Thats a big concern. But the biggest concern is securitization, and the unregulated shadow banking system. And nothing at all was done to fix any of it. Furthermore all the bad actors were bailed out with public money so they have an incentive to continue this behavior.

Ya know how big the Credit Default Swap market is? 45 TRILLION dollars. All COMPLETELY unregulated, and all enabled by Senator Phil Gramm in the Commodity Futures Modernization of Act of 2000. Since that act has been passed the CDS Market has grown by 44 TRILLION dollars.

This is what caused the housing bubble and all the risky behavior.

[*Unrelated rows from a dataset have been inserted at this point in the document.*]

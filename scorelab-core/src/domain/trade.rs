//! Trade — one entry or exit recorded by the trade state machine.

use serde::{Deserialize, Serialize};
use std::fmt;

/// Direction label of a bar or a trade.
///
/// `Hold` only appears as a per-bar classification; trades are always
/// `Buy` or `Sell`.
#[derive(Debug, Clone, Copy, PartialEq, Eq, Serialize, Deserialize)]
#[serde(rename_all = "SCREAMING_SNAKE_CASE")]
pub enum TradeSignal {
    Buy,
    Sell,
    Hold,
}

impl TradeSignal {
    /// Score at or above which a bar is labelled `Buy` (and at or below the
    /// negation of which it is labelled `Sell`).
    pub const LABEL_THRESHOLD: i32 = 2;

    /// Classify a bar score. Independent of the state machine's threshold.
    pub fn from_score(score: i32) -> Self {
        if score >= Self::LABEL_THRESHOLD {
            Self::Buy
        } else if score <= -Self::LABEL_THRESHOLD {
            Self::Sell
        } else {
            Self::Hold
        }
    }

    pub fn as_str(&self) -> &'static str {
        match self {
            Self::Buy => "BUY",
            Self::Sell => "SELL",
            Self::Hold => "HOLD",
        }
    }
}

impl fmt::Display for TradeSignal {
    fn fmt(&self, f: &mut fmt::Formatter<'_>) -> fmt::Result {
        f.write_str(self.as_str())
    }
}

/// Whether a trade opened or closed a position.
#[derive(Debug, Clone, Copy, PartialEq, Eq, Serialize, Deserialize)]
pub enum TradeAction {
    Open,
    Close,
}

/// A single entry or exit. Entries carry `pnl == 0.0`; exits carry the
/// realized per-unit PnL of the round trip they complete.
#[derive(Debug, Clone, PartialEq, Serialize, Deserialize)]
pub struct Trade {
    pub bar_index: usize,
    pub date: String,
    pub signal: TradeSignal,
    pub action: TradeAction,
    pub price: f64,
    pub pnl: f64,
}

impl Trade {
    pub fn is_winner(&self) -> bool {
        self.pnl > 0.0
    }

    pub fn is_loser(&self) -> bool {
        self.pnl < 0.0
    }
}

Heres essentially how the scam works.

Step 1.

You lend money to a sketchy borrower and then you insure that loan on a credit default swap (CDS). If that borrower defaults (and youre pretty sure they will) then the CDS will pay you out a wack of cash essentially insuring you against defaults. Sweet right? Lend money to Rufus the Stunt Bum, and you dont have to worry about him defaulting because youve "insured" his loan on a CDS. Companies were lending money to people they KNEW would default! Thats how the housing bubble got inflated.

Step 2.

Now that you have all these CDS insured loans step 2 of the scam can begin. You take all these bogus loans, and you bundle them into derivitives (Mortgage Backed Securities). Then you sell all these securities instruments to global investors without disclosing that theyre full of loans that you know are going to default.

Step 3.

This the beautifull part. Ok... you remember the CDS insured MBS's from Step 1 and Step 2 that you sold to investors? Well... you know the loans you bundled into those securities are going to default, because you made the loans to people with no ability to pay them back! So now you SHORT SELL them! You place bet on those exact same securities to fail :DThe same fucking securities that you just pitched and sold to global investors :lol:

And finally?

Step 4

So youve pulled all this money out of your investment bank during steps 1, 2, and 3. And now you have the GLUT of foreclosures/defaults that you INTENTIONALLY CAUSED, then BET ON HAPPENING (by shortselling your own securities) and you tell the governments financial staff (who are investment bankers that worked for you up until a couple years before :lol::lol:) that you need to be bailed out because youre "TOO BIG TO FAIL".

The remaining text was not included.